GOAL OF THE EXERCISE
Identical copies of all the records below are needed.

DATASET ENTRIES
---*---
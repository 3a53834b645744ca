//! Component -> vulnerability link inference
//!
//! A component is linked to every vulnerability whose interface field
//! mentions one of the component's interface tokens. In the default
//! [`MatchMode::Substring`] mode the test is an unanchored, case-sensitive
//! substring search on the raw field, so `CAN` also matches `CANBus-diag`.

use crate::config::MatchMode;
use crate::graph::NodeKey;
use crate::model::VulnerabilityRecord;
use indexmap::IndexSet;

/// Does `vulnerability` affect an interface named `token`?
pub fn interface_matches(token: &str, vulnerability: &VulnerabilityRecord, mode: MatchMode) -> bool {
    match mode {
        MatchMode::Substring => vulnerability.interfaces.raw().contains(token),
        MatchMode::Token => vulnerability
            .interfaces
            .tokens()
            .iter()
            .any(|candidate| candidate == token),
    }
}

/// IDs of the vulnerabilities linked to a component with `interfaces`.
///
/// Ordered by first match (interface order, then catalog order) with
/// duplicates removed, so the same inputs always give the same edges.
pub fn infer_vulnerability_links(
    interfaces: &[String],
    vulnerabilities: &[VulnerabilityRecord],
    mode: MatchMode,
) -> Vec<NodeKey> {
    let mut links: IndexSet<&NodeKey> = IndexSet::new();
    for token in interfaces {
        for vulnerability in vulnerabilities {
            if interface_matches(token, vulnerability, mode) {
                links.insert(&vulnerability.id);
            }
        }
    }
    links.into_iter().cloned().collect()
}

#[cfg(test)]
mod tests {
    use super::*;

    fn catalog() -> Vec<VulnerabilityRecord> {
        vec![
            VulnerabilityRecord::new(0, "V1").with_interfaces("CAN,LIN"),
            VulnerabilityRecord::new(1, "V2").with_interfaces("Bluetooth"),
            VulnerabilityRecord::new(2, "V3").with_interfaces("CANBus-diag"),
            VulnerabilityRecord::new(3, "V4"),
        ]
    }

    fn tokens(items: &[&str]) -> Vec<String> {
        items.iter().map(|s| s.to_string()).collect()
    }

    #[test]
    fn test_substring_match() {
        let links = infer_vulnerability_links(&tokens(&["CAN"]), &catalog(), MatchMode::Substring);
        // V3 matches through the unanchored substring test
        assert_eq!(links, vec![NodeKey::from("V1"), NodeKey::from("V3")]);
    }

    #[test]
    fn test_no_match() {
        let links =
            infer_vulnerability_links(&tokens(&["Ethernet"]), &catalog(), MatchMode::Substring);
        assert!(links.is_empty());
        assert!(infer_vulnerability_links(&[], &catalog(), MatchMode::Substring).is_empty());
    }

    #[test]
    fn test_case_sensitive() {
        let links = infer_vulnerability_links(&tokens(&["can"]), &catalog(), MatchMode::Substring);
        assert!(links.is_empty());
    }

    #[test]
    fn test_duplicates_collapse_in_first_match_order() {
        let links = infer_vulnerability_links(
            &tokens(&["Bluetooth", "LIN", "CAN"]),
            &catalog(),
            MatchMode::Substring,
        );
        assert_eq!(
            links,
            vec![NodeKey::from("V2"), NodeKey::from("V1"), NodeKey::from("V3")]
        );
    }

    #[test]
    fn test_token_mode_is_exact() {
        let links = infer_vulnerability_links(&tokens(&["CAN"]), &catalog(), MatchMode::Token);
        assert_eq!(links, vec![NodeKey::from("V1")]);
    }

    #[test]
    fn test_deterministic() {
        let interfaces = tokens(&["LIN", "CAN", "Bluetooth"]);
        let first = infer_vulnerability_links(&interfaces, &catalog(), MatchMode::Substring);
        let second = infer_vulnerability_links(&interfaces, &catalog(), MatchMode::Substring);
        assert_eq!(first, second);
    }
}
---*---
ANSWER FOR THIS EXERCISE
repository 3a53834b645744ca
//! Component -> vulnerability link inference
//!
//! A component is linked to every vulnerability whose interface field
//! mentions one of the component's interface tokens. In the default
//! [`MatchMode::Substring`] mode the test is an unanchored, case-sensitive
//! substring search on the raw field, so `CAN` also matches `CANBus-diag`.

use crate::config::MatchMode;
use crate::graph::NodeKey;
use crate::model::VulnerabilityRecord;
use indexmap::IndexSet;

/// Does `vulnerability` affect an interface named `token`?
pub fn interface_matches(token: &str, vulnerability: &VulnerabilityRecord, mode: MatchMode) -> bool {
    match mode {
        MatchMode::Substring => vulnerability.interfaces.raw().contains(token),
        MatchMode::Token => vulnerability
            .interfaces
            .tokens()
            .iter()
            .any(|candidate| candidate == token),
    }
}

/// IDs of the vulnerabilities linked to a component with `interfaces`.
///
/// Ordered by first match (interface order, then catalog order) with
/// duplicates removed, so the same inputs always give the same edges.
pub fn infer_vulnerability_links(
    interfaces: &[String],
    vulnerabilities: &[VulnerabilityRecord],
    mode: MatchMode,
) -> Vec<NodeKey> {
    let mut links: IndexSet<&NodeKey> = IndexSet::new();
    for token in interfaces {
        for vulnerability in vulnerabilities {
            if interface_matches(token, vulnerability, mode) {
                links.insert(&vulnerability.id);
            }
        }
    }
    links.into_iter().cloned().collect()
}

#[cfg(test)]
mod tests {
    use super::*;

    fn catalog() -> Vec<VulnerabilityRecord> {
        vec![
            VulnerabilityRecord::new(0, "V1").with_interfaces("CAN,LIN"),
            VulnerabilityRecord::new(1, "V2").with_interfaces("Bluetooth"),
            VulnerabilityRecord::new(2, "V3").with_interfaces("CANBus-diag"),
            VulnerabilityRecord::new(3, "V4"),
        ]
    }

    fn tokens(items: &[&str]) -> Vec<String> {
        items.iter().map(|s| s.to_string()).collect()
    }

    #[test]
    fn test_substring_match() {
        let links = infer_vulnerability_links(&tokens(&["CAN"]), &catalog(), MatchMode::Substring);
        // V3 matches through the unanchored substring test
        assert_eq!(links, vec![NodeKey::from("V1"), NodeKey::from("V3")]);
    }

    #[test]
    fn test_no_match() {
        let links =
            infer_vulnerability_links(&tokens(&["Ethernet"]), &catalog(), MatchMode::Substring);
        assert!(links.is_empty());
        assert!(infer_vulnerability_links(&[], &catalog(), MatchMode::Substring).is_empty());
    }

    #[test]
    fn test_case_sensitive() {
        let links = infer_vulnerability_links(&tokens(&["can"]), &catalog(), MatchMode::Substring);
        assert!(links.is_empty());
    }

    #[test]
    fn test_duplicates_collapse_in_first_match_order() {
        let links = infer_vulnerability_links(
            &tokens(&["Bluetooth", "LIN", "CAN"]),
            &catalog(),
            MatchMode::Substring,
        );
        assert_eq!(
            links,
            vec![NodeKey::from("V2"), NodeKey::from("V1"), NodeKey::from("V3")]
        );
    }

    #[test]
    fn test_token_mode_is_exact() {
        let links = infer_vulnerability_links(&tokens(&["CAN"]), &catalog(), MatchMode::Token);
        assert_eq!(links, vec![NodeKey::from("V1")]);
    }

    #[test]
    fn test_deterministic() {
        let interfaces = tokens(&["LIN", "CAN", "Bluetooth"]);
        let first = infer_vulnerability_links(&interfaces, &catalog(), MatchMode::Substring);
        let second = infer_vulnerability_links(&interfaces, &catalog(), MatchMode::Substring);
        assert_eq!(first, second);
    }
}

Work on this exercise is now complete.